For the remaining studies, the question related to the type of included results determined whether each study corresponded to 1 of 3 choices:
a “true” case series, in which the authors described a disease or condition (presenting history, diagnosis, clinical presentation and progression, or prognosis in individual animals) or described a novel disease, condition, or treatment approach, but did not include a longitudinal calculation of an incidence measure (risk or rate) for the study population or compare the risk of an incidence outcome between groups, or both;
a descriptive cohort study, in which the authors included a longitudinal calculation of an incidence measure (risk, rate, or survival time) for the study population but did not compare the risk of an incidence outcome among groups; or,
a population‐based cohort study, in which the study group was selected based on having a specific disease or condition and an incidence outcome was compared among ≥2 exposure groups.
The rationale for the sample size was pragmatic, as no prior information on the conduct and reporting of veterinary case series was available on which to base a sample size calculation. A sample size of 100 was chosen because previously conducted studies of similar exploratory style used this sample size.8, 9, 10, 11, 12
As a post priori step, 1 reviewer (JMS) reevaluated all of the studies that had been categorized as including an estimate of incidence risk or rate to determine whether or not this incidence determination was a stated objective of the publication.

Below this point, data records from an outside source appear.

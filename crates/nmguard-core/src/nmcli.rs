//! `nmcli` invocations for dummy interfaces.
//!
//! Interface creation and deletion go through the command runner rather
//! than the bus so that the interfaces are created exactly as a user
//! would create them by hand.

use crate::port::{CommandOutput, CommandRunner, PortError};
use tracing::{debug, error};

pub const NMCLI: &str = "nmcli";

/// "Connection, device, or access point does not exist"; the object is
/// already in the state we wanted
pub const RC_NOT_FOUND: i32 = 10;

/// Invalid user input (rejected property value)
pub const RC_INVALID_ARGUMENT: i32 = 2;

/// Builder for `nmcli connection add type dummy ...`
#[derive(Debug, Clone)]
pub struct DummyConnection {
    args: Vec<String>,
}

impl DummyConnection {
    pub fn new(interface: &str, connection: &str) -> Self {
        let args = ["c", "a", "type", "dummy", "ifname", interface, "con-name", connection]
            .iter()
            .map(|s| s.to_string())
            .collect();
        Self { args }
    }

    /// Append a `property value` pair
    pub fn set(mut self, property: &str, value: impl Into<String>) -> Self {
        self.args.push(property.to_string());
        self.args.push(value.into());
        self
    }

    /// Static IPv4 addressing
    pub fn ipv4(self, addresses: &str, gateway: Option<&str>) -> Self {
        let b = self.set("ipv4.method", "manual").set("ipv4.addresses", addresses);
        match gateway {
            Some(gw) => b.set("ipv4.gateway", gw),
            None => b,
        }
    }

    /// Static IPv6 addressing
    pub fn ipv6(self, addresses: &str, gateway: &str) -> Self {
        self.set("ipv6.method", "manual")
            .set("ipv6.addresses", addresses)
            .set("ipv6.gateway", gateway)
    }

    pub fn into_args(self) -> Vec<String> {
        self.args
    }
}

/// `nmcli connection delete <name>`
pub fn delete_args(connection: &str) -> Vec<String> {
    vec!["c".into(), "delete".into(), connection.into()]
}

/// Run an nmcli command, logging failures
pub fn run(runner: &dyn CommandRunner, args: &[String]) -> Result<CommandOutput, PortError> {
    debug!("nmcli {}", args.join(" "));
    let output = runner.run(NMCLI, args)?;
    if !is_success(output.code) {
        error!(
            code = output.code,
            stderr = %output.stderr.trim(),
            "nmcli {} failed",
            args.first().map(String::as_str).unwrap_or("")
        );
    }
    Ok(output)
}

/// Exit codes that leave the object in the desired state
pub fn is_success(code: i32) -> bool {
    code == 0 || code == RC_NOT_FOUND
}

/// Name given after `con-name` in an add command, or after `delete`
pub fn target_connection(args: &[String]) -> Option<&str> {
    if let Some(pos) = args.iter().position(|a| a == "con-name") {
        return args.get(pos + 1).map(String::as_str);
    }
    if args.get(1).map(String::as_str) == Some("delete") {
        return args.get(2).map(String::as_str);
    }
    None
}

/// Value following `property` in an add command
pub fn property<'a>(args: &'a [String], property: &str) -> Option<&'a str> {
    let pos = args.iter().position(|a| a == property)?;
    args.get(pos + 1).map(String::as_str)
}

Descriptive statistics were conducted to illustrate the features of all selected studies and to provide descriptive information on characteristics of the sample population for each of the 3 target study design types (i.e, case series, descriptive cohort, population‐based cohort). No statistical hypotheses were tested.
Results
The search identified 525 citations. Of these, 81 were not eligible based on screening of the title and abstract, because the authors did not explicitly state that the study was a case series (n = 30) or because the study was not conducted in the target species (n = 51). One of the selected articles was in German; it was excluded and replaced with the next article in the random number sequence.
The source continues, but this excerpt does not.